Disordered fluid balance across the respiratory mucosa is also a major feature of respiratory infections. Influenza infections, even by the attenuated viruses used in live vaccines (10), are frequently accompanied by rhinorrhea (10, 11) and the accumulation of fluid in the eustachian tubes and middle ear (11, 12). Furthermore, fluid accumulation in the respiratory tract is an early feature of many severe respiratory infections in both humans (13, 14) and animals (15, 16). These changes in fluid transport precede the onset of morphological abnormalities in the respiratory epithelium (14).
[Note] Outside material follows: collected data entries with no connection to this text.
//! Work queues drained cooperatively on a shared executor.
//!
//! A [`DrainingPipelineQueue`] binds a [`SingleConsumerQueue`] to an
//! [`Executor`] lane and a visitor. When work arrives the queue dispatches a
//! drain task to the lane; the task processes one batch and, if more items
//! remain, resubmits itself so other lanes get a turn between batches.

pub mod executor;
pub mod lane_pool;

use std::{
    fmt,
    sync::{Arc, Weak},
};

pub use executor::{Executor, LaneToken, Task};
pub use lane_pool::LanePool;
use tokio_util::sync::CancellationToken;
use tracing::trace;

use crate::queue::{QueueConfig, QueueHooks, SingleConsumerQueue};

/// Items that route themselves to the matching visitor method.
///
/// Implementations typically consist of a single `match` on `self`.
pub trait Visitable<V: ?Sized>: Send + 'static {
    /// Hand `self` to the visitor method for its variant.
    fn accept(self, visitor: &V);
}

type KeepFn<T> = Box<dyn Fn(&T) -> bool + Send + Sync>;

struct PipelineHooks<T, V> {
    executor: Arc<dyn Executor>,
    lane: LaneToken,
    visitor: Arc<V>,
    keep: Option<KeepFn<T>>,
    cancel: CancellationToken,
    shared: Weak<Shared<T, V>>,
}

struct Shared<T, V> {
    queue: SingleConsumerQueue<T, PipelineHooks<T, V>>,
}

impl<T, V> QueueHooks<T> for PipelineHooks<T, V>
where
    T: Visitable<V>,
    V: Send + Sync + 'static,
{
    fn start_processor(&self) {
        // The pipeline is being torn down if this fails.
        let Some(shared) = self.shared.upgrade() else {
            return;
        };
        let task = DrainTask {
            shared,
            cancel: self.cancel.clone(),
        };
        self.executor.dispatch(task.into_task(), &self.lane);
    }

    fn process(&self, batch: Vec<T>) {
        trace!(lane = %self.lane, items = batch.len(), "processing batch");
        for item in batch {
            item.accept(&self.visitor);
        }
    }

    fn keep_on_clear(&self, item: &T) -> bool { self.keep.as_ref().is_some_and(|keep| keep(item)) }
}

/// Consumption task for one pipeline.
///
/// Carries a token that [`DrainingPipelineQueue::close`] cancels, turning any
/// copy still queued on the executor into a no-op.
struct DrainTask<T, V> {
    shared: Arc<Shared<T, V>>,
    cancel: CancellationToken,
}

impl<T, V> DrainTask<T, V>
where
    T: Visitable<V>,
    V: Send + Sync + 'static,
{
    fn into_task(self) -> Task { Box::new(move || self.run()) }

    fn run(self) {
        if self.cancel.is_cancelled() {
            trace!("drain task invalidated by close");
            return;
        }
        let queue = &self.shared.queue;
        if queue.dequeue() && !queue.is_closed() {
            let hooks = queue.hooks();
            let executor = Arc::clone(&hooks.executor);
            let lane = hooks.lane.clone();
            executor.dispatch(self.into_task(), &lane);
        }
    }
}

/// FIFO queue whose items are drained by a task on an executor lane.
///
/// Cloning yields another producer handle to the same queue.
///
/// # Examples
///
/// ```
/// use std::sync::{Arc, Mutex};
///
/// use relaycore::pipeline::{DrainingPipelineQueue, Executor, LaneToken, Task, Visitable};
///
/// struct Inline;
///
/// impl Executor for Inline {
///     fn dispatch(&self, task: Task, _lane: &LaneToken) { task(); }
/// }
///
/// #[derive(Default)]
/// struct Sum(Mutex<u32>);
///
/// struct Add(u32);
///
/// impl Visitable<Sum> for Add {
///     fn accept(self, visitor: &Sum) { *visitor.0.lock().expect("sum lock") += self.0; }
/// }
///
/// let sum = Arc::new(Sum::default());
/// let pipeline = DrainingPipelineQueue::builder(Arc::new(Inline), "lane-a", Arc::clone(&sum)).build();
/// pipeline.enqueue(Add(2));
/// pipeline.enqueue(Add(3));
/// assert_eq!(*sum.0.lock().expect("sum lock"), 5);
/// ```
pub struct DrainingPipelineQueue<T, V> {
    shared: Arc<Shared<T, V>>,
}

impl<T, V> Clone for DrainingPipelineQueue<T, V> {
    fn clone(&self) -> Self {
        Self {
            shared: Arc::clone(&self.shared),
        }
    }
}

impl<T, V> fmt::Debug for DrainingPipelineQueue<T, V> {
    fn fmt(&self, f: &mut fmt::Formatter<'_>) -> fmt::Result {
        f.debug_struct("DrainingPipelineQueue")
            .field("lane", self.lane())
            .field("len", &self.len())
            .field("closed", &self.is_closed())
            .finish_non_exhaustive()
    }
}

impl<T, V> DrainingPipelineQueue<T, V>
where
    T: Visitable<V>,
    V: Send + Sync + 'static,
{
    /// Start building a pipeline that drains on `lane` of `executor`.
    #[must_use]
    pub fn builder(
        executor: Arc<dyn Executor>,
        lane: impl Into<LaneToken>,
        visitor: Arc<V>,
    ) -> PipelineBuilder<T, V> {
        PipelineBuilder {
            executor,
            lane: lane.into(),
            visitor,
            config: QueueConfig::default(),
            keep: None,
            started: true,
        }
    }

    /// Append `item`, dispatching a drain task if none is active.
    ///
    /// Returns `false` once the pipeline is closed.
    pub fn enqueue(&self, item: T) -> bool { self.shared.queue.enqueue(item) }

    /// Drop pending items except those protected by the builder's
    /// `keep_on_clear` predicate. Returns the number dropped.
    pub fn clear(&self) -> usize { self.shared.queue.clear() }

    /// Resume draining.
    pub fn start(&self) { self.shared.queue.start_queue(); }

    /// Pause draining after the current batch. Items are still accepted.
    pub fn stop(&self) { self.shared.queue.stop_queue(); }

    /// Close the queue and invalidate any drain task still on the executor.
    ///
    /// Returns the number of pending items discarded.
    pub fn close(&self) -> usize {
        let discarded = self.shared.queue.close();
        self.hooks().cancel.cancel();
        discarded
    }
}

impl<T, V> DrainingPipelineQueue<T, V> {
    fn hooks(&self) -> &PipelineHooks<T, V> { self.shared.queue.hooks() }

    /// Number of pending items.
    #[must_use]
    pub fn len(&self) -> usize { self.shared.queue.len() }

    /// Whether no items are pending.
    #[must_use]
    pub fn is_empty(&self) -> bool { self.shared.queue.is_empty() }

    /// Whether [`close`](Self::close) has been called.
    #[must_use]
    pub fn is_closed(&self) -> bool { self.shared.queue.is_closed() }

    /// Whether a drain task is scheduled or running.
    #[must_use]
    pub fn is_processing(&self) -> bool { self.shared.queue.is_processing() }

    /// Lane the drain task runs on.
    #[must_use]
    pub fn lane(&self) -> &LaneToken { &self.hooks().lane }

    /// Borrow the visitor.
    #[must_use]
    pub fn visitor(&self) -> &Arc<V> { &self.hooks().visitor }
}

/// Builder for [`DrainingPipelineQueue`].
pub struct PipelineBuilder<T, V> {
    executor: Arc<dyn Executor>,
    lane: LaneToken,
    visitor: Arc<V>,
    config: QueueConfig,
    keep: Option<KeepFn<T>>,
    started: bool,
}

impl<T, V> PipelineBuilder<T, V>
where
    T: Visitable<V>,
    V: Send + Sync + 'static,
{
    /// Override the queue sizing.
    #[must_use]
    pub fn config(mut self, config: QueueConfig) -> Self {
        self.config = config;
        self
    }

    /// Protect items matching `keep` from [`DrainingPipelineQueue::clear`].
    #[must_use]
    pub fn keep_on_clear(mut self, keep: impl Fn(&T) -> bool + Send + Sync + 'static) -> Self {
        self.keep = Some(Box::new(keep));
        self
    }

    /// Whether the pipeline drains immediately (the default) or waits for
    /// [`DrainingPipelineQueue::start`].
    #[must_use]
    pub fn started(mut self, started: bool) -> Self {
        self.started = started;
        self
    }

    /// Construct the pipeline.
    #[must_use]
    pub fn build(self) -> DrainingPipelineQueue<T, V> {
        let Self {
            executor,
            lane,
            visitor,
            config,
            keep,
            started,
        } = self;
        let shared = Arc::new_cyclic(|weak| {
            let hooks = PipelineHooks {
                executor,
                lane,
                visitor,
                keep,
                cancel: CancellationToken::new(),
                shared: weak.clone(),
            };
            let queue = if started {
                SingleConsumerQueue::new(config, hooks)
            } else {
                SingleConsumerQueue::stopped(config, hooks)
            };
            Shared { queue }
        });
        DrainingPipelineQueue { shared }
    }
}

#[cfg(all(test, not(loom)))]
mod tests;
//! Length-prefixed chunk framing.
//!
//! A chunk travels as a 4-byte big-endian length followed by exactly that
//! many body bytes. [`FrameReader`] carves an inbound byte stream into
//! chunks and [`FrameWriter`] turns outbound chunks into bounded fragments
//! suitable for partial, non-blocking socket writes. Both are owned by a
//! single connection and are not internally synchronised.

pub mod config;
pub mod error;
pub mod reader;
pub mod writer;

pub use config::{
    DEFAULT_FRAGMENT_SIZE,
    DEFAULT_MAX_CHUNK_LEN,
    FrameConfig,
    MAX_CHUNK_LEN,
    MIN_FRAGMENT_SIZE,
};
pub use error::FramingError;
pub use reader::{ChunkListener, FrameReader};
pub use writer::FrameWriter;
It is well established that many bacteria causing diarrhea, including Vibrio cholerae and Escherichia coli, secrete enterotoxins that stimulate the secretion of fluid and electrolytes by the mucosa lining the gastrointestinal tract (17). It has also recently been established that rotaviruses, an important cause of diarrhea in young children, produce diarrhea as a consequence of one of their nonstructural proteins, NSP4, stimulating phospholipase C, leading to increased intracellular free Ca2+ in the gut mucosa (18–20). Thus, it occurred to us that the fluid accumulation in the respiratory tract associated with respiratory infections may be caused by altered epithelial transport.
In the present study, we used Ussing chamber methods (21) to investigate the acute effects of influenza virus on ion transport by mouse tracheal epithelium and found that the virus inhibits Na+ transport by this epithelium. To our knowledge, this is the first report of a respiratory pathogen that alters electrolyte transport by the respiratory epithelium and the first report of a pathogen that modulates epithelial Na+ channels rather than Cl− channels. Our finding that this effect of influenza virus is mediated by the hemagglutinin in its envelope suggests that other important respiratory pathogens with hemagglutins in their envelopes, such as parainfluenza viruses, may similarly inhibit Na+ transport.
Materials and Methods
Viruses.
The pneumotropic influenza virus A/PR/8/34 (PR8; H1N1) and the neurotropic influenza A virus, A/WSN/33 (WSN33; H1N1), were grown for 2 days in the allantoic cavity of 10-day embryonated hens' eggs. Aliquots of allantoic fluid containing the virus were stored at −70°C. The purified virus used in the experiments depicted in Fig. 1e was prepared by sucrose gradient centrifugation and stored in PBS. Infectivity of the influenza viruses was titered on monolayers of MDCK cells. Hemagglutinin activity was measured with chicken erythrocytes by using standard methods (22).
Figure 1.
The effects of influenza virus on Na+ channel activity in tracheal epithelium. (a) Original recordings showing the response of the tracheal epithelium to 10 μmol/liter amiloride under (i) control conditions, (ii) after 1 h exposure of the apical membrane to UV-inactivated PR8 (106 pfu/ml before inactivation), or (iii) after 1 h apical exposure to active PR8 virus (106 pfu/ml). (b) Concentration–response curve for amiloride. Iammax is the amiloride-sensitive current determined by using a maximal concentration of amiloride, 100 μmol/liter. (c) The effects on amiloride-sensitive current of 1 h apical treatment with: (i) active PR8 influenza virus (106 pfu/ml); (ii) UV-inactivated PRB (106 pfu/ml); (iii) active WSN33 influenza virus (106 pfu/ml); (iv) replication-deficient adenovirus, MX17 (106 pfu/ml); and (v) allantoic fluid not infected with any virus. (d) Time course of the decline produced by 106 pfu/ml PR8 in the amiloride-sensitive current. (e) Viral concentration–response curve for inhibition of the amiloride-sensitive current after apical exposure to purified PR8 for 1 h. In a–e, Iam is the amiloride-sensitive current, and Iam0 is the amiloride-sensitive current before the addition of virus.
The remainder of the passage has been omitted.